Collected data
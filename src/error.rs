//! Process-level error type.
//!
//! Exit code convention:
//! - 2: invalid input/configuration
//! - 3: no usable data after normalization/joining
//! - 4: network/terminal/runtime failure

#[derive(Clone)]
pub struct AppError {
    exit_code: u8,
    message: String,
}

impl AppError {
    pub fn new(exit_code: u8, message: impl Into<String>) -> Self {
        Self {
            exit_code,
            message: message.into(),
        }
    }

    /// Invalid input or configuration (exit code 2).
    pub fn invalid(message: impl Into<String>) -> Self {
        Self::new(2, message)
    }

    /// No usable data (exit code 3).
    pub fn no_data(message: impl Into<String>) -> Self {
        Self::new(3, message)
    }

    /// Network or runtime failure (exit code 4).
    pub fn runtime(message: impl Into<String>) -> Self {
        Self::new(4, message)
    }

    pub fn exit_code(&self) -> u8 {
        self.exit_code
    }
}

impl std::fmt::Display for AppError {
    fn fmt(&self, f: &mut std::fmt::Formatter<'_>) -> std::fmt::Result {
        write!(f, "{}", self.message)
    }
}

impl std::fmt::Debug for AppError {
    fn fmt(&self, f: &mut std::fmt::Formatter<'_>) -> std::fmt::Result {
        f.debug_struct("AppError")
            .field("exit_code", &self.exit_code)
            .field("message", &self.message)
            .finish()
    }
}

impl std::error::Error for AppError {}
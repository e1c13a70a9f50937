//! ASCII plotting for terminal output.
//!
//! This is intentionally "dumb" (fixed-size grid), optimized for:
//! - quick visual sanity checks in a terminal
//! - deterministic output (helpful for golden tests)
//!
//! Each panel series gets its own glyph, listed in a legend above the grid.

use chrono::NaiveDate;

use crate::domain::Panel;

const GLYPHS: [char; 4] = ['o', '*', '+', 'x'];
const Y_LABEL_WIDTH: usize = 10;

/// Render one panel as a fixed-size character grid with a legend, y-range
/// labels on the left, and the date range along the bottom.
pub fn render_ascii_panel(panel: &Panel, width: usize, height: usize) -> String {
    let width = width.max(20);
    let height = height.max(5);

    let mut out = String::new();
    out.push_str(&format!("--- {} ({}) ---\n", panel.title, panel.y_label));
    for (i, series) in panel.series.iter().enumerate() {
        let glyph = GLYPHS[i % GLYPHS.len()];
        out.push_str(&format!("  {glyph} = {}\n", series.name));
    }

    let Some((x_range, y_range)) = ranges(panel) else {
        out.push_str("(no data)\n");
        return out;
    };
    let (y_min, y_max) = pad_range(y_range.0, y_range.1, 0.05);

    let mut grid = vec![vec![' '; width]; height];
    for (i, series) in panel.series.iter().enumerate() {
        let glyph = GLYPHS[i % GLYPHS.len()];
        for &(date, value) in &series.points {
            let col = scale_x(date, x_range, width);
            let row = scale_y(value, y_min, y_max, height);
            grid[row][col] = glyph;
        }
    }

    for (r, line) in grid.iter().enumerate() {
        let label = if r == 0 {
            format!("{y_max:>width$.2} ", width = Y_LABEL_WIDTH - 1)
        } else if r == height - 1 {
            format!("{y_min:>width$.2} ", width = Y_LABEL_WIDTH - 1)
        } else {
            " ".repeat(Y_LABEL_WIDTH)
        };
        out.push_str(&label);
        out.push_str(&line.iter().collect::<String>());
        out.push('\n');
    }

    let left = x_range.0.to_string();
    let right = x_range.1.to_string();
    let gap = width.saturating_sub(left.len() + right.len());
    out.push_str(&" ".repeat(Y_LABEL_WIDTH));
    out.push_str(&left);
    out.push_str(&" ".repeat(gap));
    out.push_str(&right);
    out.push('\n');

    out
}

fn ranges(panel: &Panel) -> Option<((NaiveDate, NaiveDate), (f64, f64))> {
    let mut x_min: Option<NaiveDate> = None;
    let mut x_max: Option<NaiveDate> = None;
    let (mut y_min, mut y_max) = (f64::INFINITY, f64::NEG_INFINITY);

    for series in &panel.series {
        for &(date, value) in &series.points {
            x_min = Some(x_min.map_or(date, |d| d.min(date)));
            x_max = Some(x_max.map_or(date, |d| d.max(date)));
            y_min = y_min.min(value);
            y_max = y_max.max(value);
        }
    }

    let (x_min, x_max) = (x_min?, x_max?);
    if !y_min.is_finite() || !y_max.is_finite() {
        return None;
    }
    Some(((x_min, x_max), (y_min, y_max)))
}

fn pad_range(min: f64, max: f64, frac: f64) -> (f64, f64) {
    let pad = ((max - min).abs() * frac).max(1e-12);
    (min - pad, max + pad)
}

fn scale_x(date: NaiveDate, range: (NaiveDate, NaiveDate), width: usize) -> usize {
    let span = (range.1 - range.0).num_days().max(1) as f64;
    let offset = (date - range.0).num_days() as f64;
    let col = (offset / span * (width - 1) as f64).round() as usize;
    col.min(width - 1)
}

fn scale_y(value: f64, y_min: f64, y_max: f64, height: usize) -> usize {
    let span = y_max - y_min;
    let u = if span.abs() < 1e-12 {
        0.5
    } else {
        (value - y_min) / span
    };
    // Row 0 is the top of the grid.
    let row = ((1.0 - u) * (height - 1) as f64).round() as isize;
    row.clamp(0, height as isize - 1) as usize
}

#[cfg(test)]
mod tests {
    use super::*;
    use crate::domain::PanelSeries;

    fn d(y: i32, m: u32, day: u32) -> NaiveDate {
        NaiveDate::from_ymd_opt(y, m, day).unwrap()
    }

    fn panel(points: Vec<(NaiveDate, f64)>) -> Panel {
        Panel {
            title: "test".to_string(),
            y_label: "y".to_string(),
            series: vec![PanelSeries {
                name: "series".to_string(),
                points,
            }],
        }
    }

    #[test]
    fn empty_panel_renders_placeholder() {
        let text = render_ascii_panel(&panel(vec![]), 40, 10);
        assert!(text.contains("(no data)"));
    }

    #[test]
    fn output_is_deterministic() {
        let p = panel(vec![
            (d(2020, 1, 1), 1.0),
            (d(2020, 6, 1), 2.0),
            (d(2021, 1, 1), 3.0),
        ]);
        assert_eq!(render_ascii_panel(&p, 40, 10), render_ascii_panel(&p, 40, 10));
    }

    #[test]
    fn extremes_land_on_grid_edges() {
        let p = panel(vec![(d(2020, 1, 1), 1.0), (d(2021, 1, 1), 2.0)]);
        let text = render_ascii_panel(&p, 40, 10);

        // Skip the title and legend lines; of the grid rows, exactly the top
        // (max) and bottom (min) rows carry a glyph.
        let glyph_rows = text
            .lines()
            .skip(2)
            .filter(|l| l.contains('o'))
            .count();
        assert_eq!(glyph_rows, 2);
        assert!(text.contains("2020-01-01"));
        assert!(text.contains("2021-01-01"));
    }
}
//! Input/output helpers.
//!
//! - windowed-table CSV export (`export`)
//! - dataset JSON read/write (`dataset`)

pub mod dataset;
pub mod export;

pub use dataset::*;
pub use export::*;
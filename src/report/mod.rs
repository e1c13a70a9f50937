//! Formatted terminal output for dashboard runs.

pub mod format;

pub use format::*;
//! Data acquisition: fredgraph CSV fetch, session cache, offline samples.

pub mod cache;
pub mod fredgraph;
pub mod sample;

pub use cache::SeriesCache;
pub use fredgraph::FredGraphClient;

** Task objective **
List every line from the entries above in which "usize" appears.

** Output of the task **
const Y_LABEL_WIDTH: usize = 10;
pub fn render_ascii_panel(panel: &Panel, width: usize, height: usize) -> String {
fn scale_x(date: NaiveDate, range: (NaiveDate, NaiveDate), width: usize) -> usize {
    let col = (offset / span * (width - 1) as f64).round() as usize;
fn scale_y(value: f64, y_min: f64, y_max: f64, height: usize) -> usize {
    row.clamp(0, height as isize - 1) as usize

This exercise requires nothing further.